To make God the center of our lives means that every decision, every ambition, every relationship, and every moment is filtered through His presence and guided by His Word. It is the daily act of surrender—rising each morning with the prayer, “Lord, not my will, but Yours be done.” It is the deliberate reorientation of our hearts away from self and toward the Savior who gave Himself for us.

When God is at the center, love becomes our motivation, not obligation. We no longer seek to earn His approval, for we already have it in Christ. Instead, we live in joyful response to His grace. We serve not because we must, but because we long to. We give not because we are compelled, but because we are grateful. We forgive, not because it is easy, but because we have been forgiven.

This is the essence of true worship—not confined to a church building or a Sunday morning service, but lived out in the rhythms of ordinary life. Worship is not just what we sing with our lips, but how we live with our lives. As Romans 12:1 reminds us, our bodies and choices are to be presented as “a living and holy sacrifice—the kind he will find acceptable. This is truly the way to worship him.”

God must be the center of our lives because He is the source of our life. From His breath in Eden to the blood of Calvary, everything we are is owed to Him. When we drift from that center, we lose our sense of direction, purpose, and peace. But when we return to Him—when we reestablish Him as the axis upon which our entire existence turns—we find not only our identity but our eternal hope.

The first pillar calls us to this very life: a God-centered life. It is not a one-time decision but a daily commitment, a moment-by-moment choice to let Him lead, guide, and shape every part of who we are. It is in keeping God at the center that we become most fully alive, most deeply rooted, and most richly blessed.

Beloved, we have walked through the story of love—beginning in the Garden, where God shaped man with His hands and gave him breath with His own Spirit; moving through the pages of Scripture, where God's love was revealed time and time again; and culminating on a rugged cross, where He gave His one and only Son so that we might have life. We are not spectators to this love—we are its beneficiaries. And with such great love bestowed upon us, we must now ask a soul-searching question: What will we do in response?

Is God truly the center of your life? Or has He been gently pushed to the side, replaced by the fleeting priorities of this world? We must be honest with ourselves, for the Lord desires not a portion of our hearts but their entirety. He desires not a place among many but to reign supreme as the center, the anchor, the foundation of everything.

The first pillar—the importance of keeping God as your focus—is not a theological concept to merely discuss. It is a life to be lived. And it begins by acknowledging that we are not our own. We belong to the One who formed us, redeemed us, and sustains us. He must be our first thought in the morning, our guiding hand throughout the day, and our comfort and rest in the evening hours.

I encourage you today to examine your life. What sits at the center of your thoughts, your ambitions, your decisions? Is it comfort? Career? Control? Or is it Christ? Because only when God is at the center will the rest of life fall into place. Only then will our love be rightly ordered, our purpose clearly understood, and our steps firmly directed.
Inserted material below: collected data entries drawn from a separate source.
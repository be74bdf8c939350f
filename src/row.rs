// Change rows - one CSV line as an ordered column -> value mapping
//
// Rows are the unit of work handed to a reconciler. Column order follows the
// CSV header so that a row printed in an error message reads like the input.

use anyhow::{Context, Result};
use std::fmt;
use std::path::Path;

/// One input line: `(column, raw value)` pairs in header order.
#[derive(Debug, Clone, Default, PartialEq, Eq)]
pub struct ChangeRow {
    fields: Vec<(String, String)>,
}

impl ChangeRow {
    pub fn new() -> Self {
        Self::default()
    }

    /// Set a column, replacing an existing value in place.
    pub fn insert(&mut self, column: impl Into<String>, value: impl Into<String>) {
        let column = column.into();
        let value = value.into();
        match self.fields.iter_mut().find(|(c, _)| *c == column) {
            Some(slot) => slot.1 = value,
            None => self.fields.push((column, value)),
        }
    }

    /// Raw value of a column; missing columns read as empty.
    pub fn get(&self, column: &str) -> &str {
        self.fields
            .iter()
            .find(|(c, _)| c == column)
            .map(|(_, v)| v.as_str())
            .unwrap_or("")
    }

    /// Value with surrounding whitespace removed.
    pub fn trimmed(&self, column: &str) -> &str {
        self.get(column).trim()
    }

    pub fn columns(&self) -> impl Iterator<Item = &str> {
        self.fields.iter().map(|(c, _)| c.as_str())
    }

    pub fn len(&self) -> usize {
        self.fields.len()
    }

    pub fn is_empty(&self) -> bool {
        self.fields.is_empty()
    }
}

impl<K: Into<String>, V: Into<String>> FromIterator<(K, V)> for ChangeRow {
    fn from_iter<I: IntoIterator<Item = (K, V)>>(iter: I) -> Self {
        let mut row = ChangeRow::new();
        for (k, v) in iter {
            row.insert(k, v);
        }
        row
    }
}

impl fmt::Display for ChangeRow {
    fn fmt(&self, f: &mut fmt::Formatter<'_>) -> fmt::Result {
        write!(f, "{{")?;
        for (i, (column, value)) in self.fields.iter().enumerate() {
            if i > 0 {
                write!(f, ", ")?;
            }
            write!(f, "{}: {:?}", column, value)?;
        }
        write!(f, "}}")
    }
}

/// Load every data line of a CSV file as a `ChangeRow`, keyed by the header.
pub fn load_rows(csv_path: &Path) -> Result<Vec<ChangeRow>> {
    let mut rdr = csv::Reader::from_path(csv_path)
        .with_context(|| format!("Failed to open CSV file {}", csv_path.display()))?;

    let headers = rdr
        .headers()
        .with_context(|| format!("Failed to read CSV header of {}", csv_path.display()))?
        .clone();

    let mut rows = Vec::new();

    for (line, result) in rdr.records().enumerate() {
        let record = result.with_context(|| {
            format!("Failed to read record {} of {}", line + 1, csv_path.display())
        })?;

        rows.push(headers.iter().zip(record.iter()).collect::<ChangeRow>());
    }

    tracing::debug!(
        path = %csv_path.display(),
        header = ?headers.iter().collect::<Vec<_>>(),
        rows = rows.len(),
        "loaded change rows"
    );

    Ok(rows)
}

#[cfg(test)]
mod tests {
    use super::*;
    use std::io::Write;

    #[test]
    fn test_missing_column_reads_empty() {
        let row: ChangeRow = [("identity_id", "42"), ("identity_name", "  Jane ")]
            .into_iter()
            .collect();

        assert_eq!(row.get("identity_id"), "42");
        assert_eq!(row.get("identity_email"), "");
        assert_eq!(row.trimmed("identity_name"), "Jane");
        assert_eq!(row.len(), 2);
    }

    #[test]
    fn test_insert_replaces_in_place() {
        let mut row = ChangeRow::new();
        row.insert("a", "1");
        row.insert("b", "2");
        row.insert("a", "3");

        assert_eq!(row.columns().collect::<Vec<_>>(), vec!["a", "b"]);
        assert_eq!(row.get("a"), "3");
    }

    #[test]
    fn test_display_keeps_header_order() {
        let row: ChangeRow = [("z", "1"), ("a", "x y")].into_iter().collect();
        assert_eq!(row.to_string(), r#"{z: "1", a: "x y"}"#);
    }

    #[test]
    fn test_load_rows_from_csv() {
        let mut file = tempfile::NamedTempFile::new().unwrap();
        writeln!(file, "action,identity_id,identity_name,identity_source").unwrap();
        writeln!(file, "update,42,Jane X,github").unwrap();
        writeln!(file, "update,43,\"Doe, John\",gitlab").unwrap();
        file.flush().unwrap();

        let rows = load_rows(file.path()).unwrap();

        assert_eq!(rows.len(), 2);
        assert_eq!(rows[0].get("identity_id"), "42");
        assert_eq!(rows[1].get("identity_name"), "Doe, John");
        assert_eq!(rows[1].get("identity_source"), "gitlab");
    }

    #[test]
    fn test_load_rows_missing_file() {
        let err = load_rows(Path::new("/nonexistent/identities.csv")).unwrap_err();
        assert!(err.to_string().contains("Failed to open CSV file"));
    }
}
So I challenge you, dear friends, not just to feel love for God—but to live it. Let your life reflect the divine order He established from the beginning. Love Him first. Love Him most. And make Him the center—not merely in word, but in deed. Let everything you do—how you work, how you speak, how you serve, how you love others—be a reflection of the truth that God loved you first.

And let us remember, as we close, that living with God at the center will shape how we love one another. The love that begins in our Creator flows through us into every relationship we touch. In this way, our God-centered life becomes a living testimony to a world in need of that very same love.

So, I say to you, "May the Lord strengthen your faith and use it for His glory, as you walk humbly in His presence."